THE wool market is showing signs of recovery, with prices up on the international market, according to Mecardo managing director Robert Herrmann.
Speaking at a Snowtown sheep workshop on Friday last week, he said while wool was 11 per cent cheaper than at this time last year, on Australian dollar terms, it was actually 14pc higher on the United States dollar.
Mr Herrmann said there were positive signs, with China lifting its buying to take 90 per cent of wool rather than its previous 78pc.
While he said there was some room to be cautious about being too reliant on a single market, it was also the case that China was one of the fastest recovering economies at this time, with the number of flights back at pre-COVID-19 levels.
He said the Chinese market had also evolved beyond cheaper processing and on-selling.
"About 50pc of wool never leaves China, it is the biggest retail market," he said.

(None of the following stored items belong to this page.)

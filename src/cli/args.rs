//! Command line argument parsing using clap.

use std::net::SocketAddr;
use std::path::PathBuf;

use clap::{Parser, Subcommand};

/// Mayday - multi-label triage for disaster-response messages
#[derive(Parser, Debug, Clone)]
#[command(name = "mayday")]
#[command(about = "Train and serve a multi-label disaster-message classifier")]
#[command(version = env!("CARGO_PKG_VERSION"))]
#[command(long_about = None)]
pub struct MaydayArgs {
    /// Verbosity level (0=quiet, 1=normal, 2=verbose, 3=debug)
    #[arg(short, long, action = clap::ArgAction::Count)]
    pub verbose: u8,

    /// Quiet mode (overrides verbose)
    #[arg(short, long)]
    pub quiet: bool,

    /// Subcommand to execute
    #[command(subcommand)]
    pub command: Command,
}

impl MaydayArgs {
    /// Get the effective verbosity level
    pub fn verbosity(&self) -> u8 {
        if self.quiet {
            0
        } else {
            match self.verbose {
                0 => 1, // Default to normal
                n => n,
            }
        }
    }
}

/// Available CLI commands
#[derive(Subcommand, Debug, Clone)]
pub enum Command {
    /// Train the classification pipeline and write its artifact
    Train(TrainArgs),

    /// Serve the dashboard and inference endpoints
    Serve(ServeArgs),

    /// Classify a single message with a trained pipeline
    Classify(ClassifyArgs),
}

/// Arguments for the training batch job
#[derive(Parser, Debug, Clone)]
pub struct TrainArgs {
    /// Path to the SQLite corpus database
    #[arg(short, long, value_name = "DATABASE")]
    pub database: PathBuf,

    /// Corpus table name (default: first table in the database)
    #[arg(short, long)]
    pub table: Option<String>,

    /// Fail unless the corpus has exactly this many category columns
    #[arg(long, value_name = "N")]
    pub expect_categories: Option<usize>,

    /// Output path for the trained pipeline artifact
    #[arg(short, long, value_name = "MODEL")]
    pub model: PathBuf,

    /// Fraction of the corpus held out for evaluation
    #[arg(long, default_value = "0.2")]
    pub test_size: f64,

    /// Random seed for the holdout and cross-validation splits
    #[arg(long, default_value = "42")]
    pub seed: u64,

    /// Number of cross-validation folds in the grid search
    #[arg(long, default_value = "5")]
    pub folds: usize,
}

/// Arguments for the HTTP service
#[derive(Parser, Debug, Clone)]
pub struct ServeArgs {
    /// Path to the SQLite corpus database
    #[arg(short, long, value_name = "DATABASE")]
    pub database: PathBuf,

    /// Corpus table name (default: first table in the database)
    #[arg(short, long)]
    pub table: Option<String>,

    /// Path to the trained pipeline artifact
    #[arg(short, long, value_name = "MODEL")]
    pub model: PathBuf,

    /// Address to listen on
    #[arg(short, long, default_value = "0.0.0.0:3000")]
    pub addr: SocketAddr,
}

/// Arguments for one-shot classification
#[derive(Parser, Debug, Clone)]
pub struct ClassifyArgs {
    /// Path to the trained pipeline artifact
    #[arg(short, long, value_name = "MODEL")]
    pub model: PathBuf,

    /// The message to classify
    #[arg(value_name = "QUERY")]
    pub query: String,
}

Mr Herrmann said wool markets were starting to see wool volumes increase, without any substantial dips in prices.
"People were holding wool back to support the market and that did work, to a degree," he said.
"But we didn't then have the situation where the stockpile was hurting the recovery.
"We can be optimistic about what's ahead of us for the wool market."
Mr Herrmann said it was worth watching the non-mulesed or ceased mulesed wool, which offered a premium.
He said Australia was home to 70-80pc of the world's Merino production, but had just a small fraction of the non-mulesed and ceased mulesing market.
Mr Herrmann said there were also positive signals in sheepmeat prices, with each year realising "higher highs" but less pronounced lows.
"We're getting a clear market signal that the world wants red meat," he said.
"The gap between lamb and mutton has closed and we expect to see that tight gap remain."